That is why I do not think the elevated ammo prices that we are seeing now have anything to do with the COVID shutdown. The prices we see now are the new floor. Thanks to the inflationary pressures of Trump and Biden (and the uniparty) running the government printing presses, the dollar is worth less. That means that the prices of everything that is sold for dollars will be higher in terms of dollar cost. That is, the new prices for ammo are caused by inflation.

In February of 2019, there were 15.45 trillion dollars in existence in the entire world. By July of 2022, there were 21.73 trillion dollars in existence- a whopping 40% increase in supply in only 2.3 years.

We know that there were less goods and services available, but there were 40 percent more dollars chasing that reduced amount of goods and services. That caused inflation. The United States is in the midst of a period of historic inflation. The average price of goods and services was up a multi-decade high of 9.1% year over year in June 2022. 

Since that peak in July of 2022, the Fed has taken steps to reduce the money supply, and we now have somewhere around $20.6 trillion in circulation. We are never going to get back to $16 trillion. It isn’t possible without collapsing this house of cards our economy is built upon.

So for that reason, we are never going to see prices like February of 2020 again. Those days are gone. Enjoy your time paying $10 per 50 round box of 9mm. It will cost more as we print more money. There will come a time when we look back wistfully at $10 ammo boxes.

Too Little, Too Late

Perhaps it’s because I am newly unemployed, or maybe not. However, today is a bit of a black pill day for me.

Reader BobF is angry that his money is gone. They took money from him for decades, and now there won’t be any left to pay the Social Security and the Pension that he was promised. I agree, it’s perfectly acceptable to be angry about that. Heck, when I first was told (by someone commenting on this very blog) that my pension was simply a way for public employees to screw the employers that had to pay them, I was pissed. I spent decades, working for less money than I could have gotten elsewhere, risking my life to EARN that pension.

The money is gone. They spent it. Like a dad who is angry because when you sent your kid off to college, you gave him your credit cards to use in the event of an emergency, and he maxed them all out on unnecessary bullshit, it’s our fault for giving them essentially unmonitored access to the credit cards. Yep, I said it- it is our fault for not watching what they were spending the money on. So now we have $200,000 in maxed out credit cards, and nothing to show for it. Except in this case, it’s $35 trillion worth of useless treasury notes, and a bunch of promises.
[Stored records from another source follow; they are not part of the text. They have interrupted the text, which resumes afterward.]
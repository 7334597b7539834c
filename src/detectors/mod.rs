//! Detector set.
//!
//! Each detector turns one read-only view of the system into `NewFinding`s.
//! They run sequentially in a fixed order (errors, performance, integrity),
//! each under its own timeout; a detector that fails or times out yields a
//! single `error` finding instead of aborting the run.

use std::sync::Arc;
use std::time::Duration;

use chrono::{DateTime, Utc};
use parking_lot::Mutex;
use sha2::{Digest, Sha256};

use crate::error::DetectorError;
use crate::sources::{EndpointProbe, HttpProbe, JsonlLogSource, JsonlMetricsSource};
use crate::target::TargetDb;
use crate::types::{Config, DetectorConfig, FindingCategory, NewFinding, Severity};

pub mod error_monitor;
pub mod integrity;
pub mod performance;

pub use error_monitor::ErrorMonitor;
pub use integrity::IntegrityValidator;
pub use performance::PerformanceAnalyzer;

/// Context passed to each detector.
#[derive(Debug, Clone, Copy)]
pub struct DetectorContext {
    pub now: DateTime<Utc>,
}

/// The registered detector variants.
pub enum Detector {
    ErrorMonitor(ErrorMonitor),
    Performance(PerformanceAnalyzer),
    DataIntegrity(IntegrityValidator),
}

impl Detector {
    pub fn name(&self) -> &'static str {
        match self {
            Detector::ErrorMonitor(_) => "error_monitor",
            Detector::Performance(_) => "performance",
            Detector::DataIntegrity(_) => "data_integrity",
        }
    }

    /// Run order. Lower runs first.
    fn rank(&self) -> u8 {
        match self {
            Detector::ErrorMonitor(_) => 0,
            Detector::Performance(_) => 1,
            Detector::DataIntegrity(_) => 2,
        }
    }

    pub async fn scan(&self, ctx: &DetectorContext) -> Result<Vec<NewFinding>, DetectorError> {
        match self {
            Detector::ErrorMonitor(d) => d.scan(ctx).await,
            Detector::Performance(d) => d.scan(ctx).await,
            Detector::DataIntegrity(d) => d.scan(ctx).await,
        }
    }
}

/// Build the detectors the config enables, in run order.
///
/// ErrorMonitor needs `errorMonitor.logPath`, PerformanceAnalyzer needs
/// `performance.metricsPath`, and the integrity validator needs at least one
/// check or endpoint.
pub fn build_detectors(config: &Config, target: Option<Arc<Mutex<TargetDb>>>) -> Vec<Detector> {
    let mut detectors = Vec::new();

    if let Some(path) = &config.error_monitor.log_path {
        detectors.push(Detector::ErrorMonitor(ErrorMonitor::new(
            Box::new(JsonlLogSource::new(path)),
            config.error_monitor.lookback_minutes,
        )));
    }

    if let Some(path) = &config.performance.metrics_path {
        detectors.push(Detector::Performance(PerformanceAnalyzer::new(
            Box::new(JsonlMetricsSource::new(path)),
            config.performance.clone(),
        )));
    }

    if !config.integrity.checks.is_empty() || !config.integrity.endpoints.is_empty() {
        let probe: Box<dyn EndpointProbe> = Box::new(HttpProbe::new());
        detectors.push(Detector::DataIntegrity(IntegrityValidator::new(
            config.integrity.clone(),
            target,
            probe,
        )));
    }

    sort_detectors(&mut detectors);
    detectors
}

/// Put detectors in their fixed run order, whatever order they were registered in.
pub fn sort_detectors(detectors: &mut [Detector]) {
    detectors.sort_by_key(|d| d.rank());
}

/// Run every detector in order. Never fails: detector errors come back as findings.
pub async fn run_detectors(
    detectors: &[Detector],
    ctx: &DetectorContext,
    config: &DetectorConfig,
) -> Vec<NewFinding> {
    let mut findings = Vec::new();

    for detector in detectors {
        let name = detector.name();
        let timeout_secs = config.timeout_for(name);
        let outcome = match tokio::time::timeout(Duration::from_secs(timeout_secs), detector.scan(ctx)).await {
            Ok(result) => result,
            Err(_) => Err(DetectorError::Timeout(timeout_secs)),
        };

        match outcome {
            Ok(found) => {
                log::info!("Detectors: {} produced {} findings", name, found.len());
                findings.extend(found);
            }
            Err(e) => {
                log::warn!("Detectors: {} failed: {}", name, e);
                findings.push(failure_finding(name, &e));
            }
        }
    }

    findings
}

/// The single `error` finding that stands in for a failed detector.
pub fn failure_finding(detector: &str, err: &DetectorError) -> NewFinding {
    NewFinding {
        category: FindingCategory::Error,
        severity: Severity::High,
        description: format!("Detector {} failed: {}", detector, err),
        location: format!("detector/{}", detector),
        detection_method: format!("detector:{}", detector),
        fingerprint: fingerprint(&["detector-failure", detector, err.kind()]),
    }
}

/// Compute a dedup fingerprint from key components.
pub fn fingerprint(parts: &[&str]) -> String {
    let mut hasher = Sha256::new();
    for part in parts {
        hasher.update(part.as_bytes());
        hasher.update(b"|");
    }
    hex::encode(hasher.finalize())
}

/// Fingerprint of a detected condition. Severity is part of the identity, so
/// a disagreement in severity produces a new finding.
pub fn finding_fingerprint(
    category: FindingCategory,
    detection_method: &str,
    location: &str,
    severity: Severity,
    identity: &str,
) -> String {
    fingerprint(&[
        category.as_str(),
        detection_method,
        location,
        severity.as_str(),
        identity,
    ])
}

#[cfg(test)]
mod tests {
    use chrono::TimeZone;

    use super::*;
    use crate::sources::{LogRecord, LogSource};

    struct SlowLogs;

    #[async_trait::async_trait]
    impl LogSource for SlowLogs {
        async fn read_since(&self, _since: DateTime<Utc>) -> Result<Vec<LogRecord>, DetectorError> {
            tokio::time::sleep(Duration::from_secs(5)).await;
            Ok(Vec::new())
        }
    }

    struct BrokenLogs;

    #[async_trait::async_trait]
    impl LogSource for BrokenLogs {
        async fn read_since(&self, _since: DateTime<Utc>) -> Result<Vec<LogRecord>, DetectorError> {
            Err(DetectorError::Source("log stream offline".to_string()))
        }
    }

    struct OneError;

    #[async_trait::async_trait]
    impl LogSource for OneError {
        async fn read_since(&self, since: DateTime<Utc>) -> Result<Vec<LogRecord>, DetectorError> {
            Ok(vec![LogRecord {
                timestamp: since,
                level: "error".to_string(),
                message: "boom".to_string(),
                location: Some("src/a.rs".to_string()),
            }])
        }
    }

    fn ctx() -> DetectorContext {
        DetectorContext {
            now: Utc.with_ymd_and_hms(2026, 3, 1, 12, 0, 0).unwrap(),
        }
    }

    #[test]
    fn test_fingerprint_deterministic() {
        let fp1 = fingerprint(&["error", "a1"]);
        let fp2 = fingerprint(&["error", "a1"]);
        assert_eq!(fp1, fp2);
        assert_eq!(fp1.len(), 64);
        assert_ne!(fp1, fingerprint(&["error", "a2"]));
    }

    #[test]
    fn test_severity_disagreement_changes_fingerprint() {
        let high = finding_fingerprint(FindingCategory::Error, "m", "loc", Severity::High, "id");
        let low = finding_fingerprint(FindingCategory::Error, "m", "loc", Severity::Low, "id");
        assert_ne!(high, low);
    }

    #[tokio::test]
    async fn test_timeout_becomes_single_error_finding() {
        let detectors = vec![Detector::ErrorMonitor(ErrorMonitor::new(Box::new(SlowLogs), 60))];
        let mut config = DetectorConfig::default();
        config.timeout_overrides.insert("error_monitor".to_string(), 0);

        let findings = run_detectors(&detectors, &ctx(), &config).await;
        assert_eq!(findings.len(), 1);
        assert_eq!(findings[0].category, FindingCategory::Error);
        assert_eq!(findings[0].severity, Severity::High);
        assert_eq!(findings[0].detection_method, "detector:error_monitor");
        assert_eq!(findings[0].location, "detector/error_monitor");
        assert!(findings[0].description.contains("timed out"));
    }

    #[tokio::test]
    async fn test_failing_detector_does_not_stop_later_ones() {
        let detectors = vec![
            Detector::ErrorMonitor(ErrorMonitor::new(Box::new(BrokenLogs), 60)),
            Detector::ErrorMonitor(ErrorMonitor::new(Box::new(OneError), 60)),
        ];
        let findings = run_detectors(&detectors, &ctx(), &DetectorConfig::default()).await;
        assert_eq!(findings.len(), 2);
        assert_eq!(findings[0].detection_method, "detector:error_monitor");
        assert_eq!(findings[1].detection_method, "error_monitor");
    }

    #[test]
    fn test_repeated_failures_share_a_fingerprint() {
        let a = failure_finding("performance", &DetectorError::Timeout(30));
        let b = failure_finding("performance", &DetectorError::Timeout(45));
        assert_eq!(a.fingerprint, b.fingerprint);
        let c = failure_finding("performance", &DetectorError::Source("x".into()));
        assert_ne!(a.fingerprint, c.fingerprint);
    }

    #[test]
    fn test_build_detectors_follows_config_and_order() {
        let mut config = Config::default();
        assert!(build_detectors(&config, None).is_empty());

        config.integrity.endpoints.push(crate::types::EndpointCheck {
            name: "admin".to_string(),
            url: "http://localhost/admin".to_string(),
            expect_status: vec![200],
            severity: Severity::High,
        });
        config.error_monitor.log_path = Some("/tmp/errors.jsonl".to_string());
        config.performance.metrics_path = Some("/tmp/metrics.jsonl".to_string());

        let names: Vec<_> = build_detectors(&config, None).iter().map(|d| d.name()).collect();
        assert_eq!(names, vec!["error_monitor", "performance", "data_integrity"]);
    }
}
So yeah, everyone is getting screwed. Take a moment to let that sink in. Now feel the anger? You pissed off? Well, so was I, when I first began to realize just how fucked we are.

The time to complain about that was when the Congress spent DECADES throwing money around like a Frat boy with his dad’s credit cards. And yes, it was spent on bullshit.

  • $190,000 by Senator Charles Schumer (D-N.Y.) for digitization of the New York Historical Society’s photo collection.
  • $200,000 by Rep. Howard Berman (D-Calif.) for the Providence Holy Cross Foundation tattoo removal violence prevention program in Mission Hills.
  • More than $220 million to build a bridge between Gravina Island, an island that was home to 50 residents at the time, and the Ketchikan Airport.
  • Don’t think that the holy grail of the Republicans, the defense budget, was immune from this waste. Rep. Duke Cunningham (R-Ca.) resigned and pleaded guilty to accepting $2.4 million in kickbacks from military contractors for steering billions of dollars worth of defense budget dollars their way, using his positions on the Defense Appropriations subcommittee and the Intelligence Committee to insert earmarks for military spending.
  • $500,000 in federal funding for the construction of a very unique museum in Sparta—a town that had a population of about 18,000—the Sparta Teapot Museum of Craft and Design.
  • $14.8 billion to Boston for a tunnel (The Big Dig) that was the most expensive highway project in history.
  • $3.4 million for a tunnel in Florida that would allow turtles to cross Highway 27 safely.

Decades of wasteful project after wasteful project, adding up to hundreds of trillions of dollars in spending. Every single President since Eisenhower has been a part of it. Who is blame? We are. We let them do it. Let the anger soak through you, then take a deep breath. Let it out. I agree with you. It sucks.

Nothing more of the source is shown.